#### [EXERCISE DETAILS]
Retype exactly the lines from the line with "String, tries: u32" to the end of the data, keeping both boundary lines.

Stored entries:
"""

use crate::prelude::*;

///
/// Field
///

#[derive(Clone, Debug, Serialize)]
pub struct Field {
    pub name: String,
    pub kind: FieldKind,
    pub repeated: bool,
}

impl Field {
    /// Fully-qualified type name for message and enum fields.
    #[must_use]
    pub fn type_name(&self) -> Option<&str> {
        self.kind.type_name()
    }

    /// Whether this field is of the well-known update-mask type.
    #[must_use]
    pub fn is_field_mask(&self) -> bool {
        self.type_name() == Some(FIELD_MASK_TYPE)
    }
}
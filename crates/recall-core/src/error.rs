//! Error taxonomy for the recall domain layer.

use recall_state::{RankingError, StorageError};

use crate::embedding::EmbeddingError;

/// Errors produced by ingest, retrieval, and configuration.
///
/// Partial retrieval failures are not errors: they are reported as
/// [`crate::retrieval::PartialLookupFailure`] values on the bundle.
#[derive(Debug, thiserror::Error)]
pub enum RecallError {
    /// Embedding provider or backend failure that a later attempt may fix.
    #[error("transient provider failure: {0}")]
    TransientProvider(String),

    /// Retries exhausted; the memory is permanently excluded from retrieval.
    #[error("memory {memory_id} quarantined after {tries} failed embedding attempts")]
    Quarantined { memory_id: String, tries: u32 },

    /// The memory vanished or renders to nothing usable. Retrying cannot help.
    #[error("malformed memory {memory_id}: {reason}")]
    MalformedRecord { memory_id: String, reason: String },

    /// Invalid configuration detected at construction.
    #[error("configuration error: {0}")]
    Configuration(String),

    #[error(transparent)]
    Storage(#[from] StorageError),
}

impl RecallError {
    pub fn config(msg: impl Into<String>) -> Self {
        RecallError::Configuration(msg.into())
    }

    /// Whether the failure should count against a job's retry budget.
    pub fn is_retryable(&self) -> bool {
        match self {
            RecallError::TransientProvider(_) => true,
            RecallError::Storage(e) => e.is_transient(),
            _ => false,
        }
    }
}

impl From<RankingError> for RecallError {
    fn from(err: RankingError) -> Self {
        RecallError::Configuration(err.to_string())
    }
}

impl From<EmbeddingError> for RecallError {
    fn from(err: EmbeddingError) -> Self {
        RecallError::TransientProvider(err.to_string())
    }
}

/// Result type for recall-core operations.
pub type Result<T> = std::result::Result<T, RecallError>;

"""

#### [ANSWER BOX]
    Quarantined { memory_id: String, tries: u32 },

    /// The memory vanished or renders to nothing usable. Retrying cannot help.
    #[error("malformed memory {memory_id}: {reason}")]
    MalformedRecord { memory_id: String, reason: String },

    /// Invalid configuration detected at construction.
    #[error("configuration error: {0}")]
    Configuration(String),

    #[error(transparent)]
    Storage(#[from] StorageError),
}

impl RecallError {
    pub fn config(msg: impl Into<String>) -> Self {
        RecallError::Configuration(msg.into())
    }

    /// Whether the failure should count against a job's retry budget.
    pub fn is_retryable(&self) -> bool {
        match self {
            RecallError::TransientProvider(_) => true,
            RecallError::Storage(e) => e.is_transient(),
            _ => false,
        }
    }
}

impl From<RankingError> for RecallError {
    fn from(err: RankingError) -> Self {
        RecallError::Configuration(err.to_string())
    }
}

impl From<EmbeddingError> for RecallError {
    fn from(err: EmbeddingError) -> Self {
        RecallError::TransientProvider(err.to_string())
    }
}

/// Result type for recall-core operations.
pub type Result<T> = std::result::Result<T, RecallError>;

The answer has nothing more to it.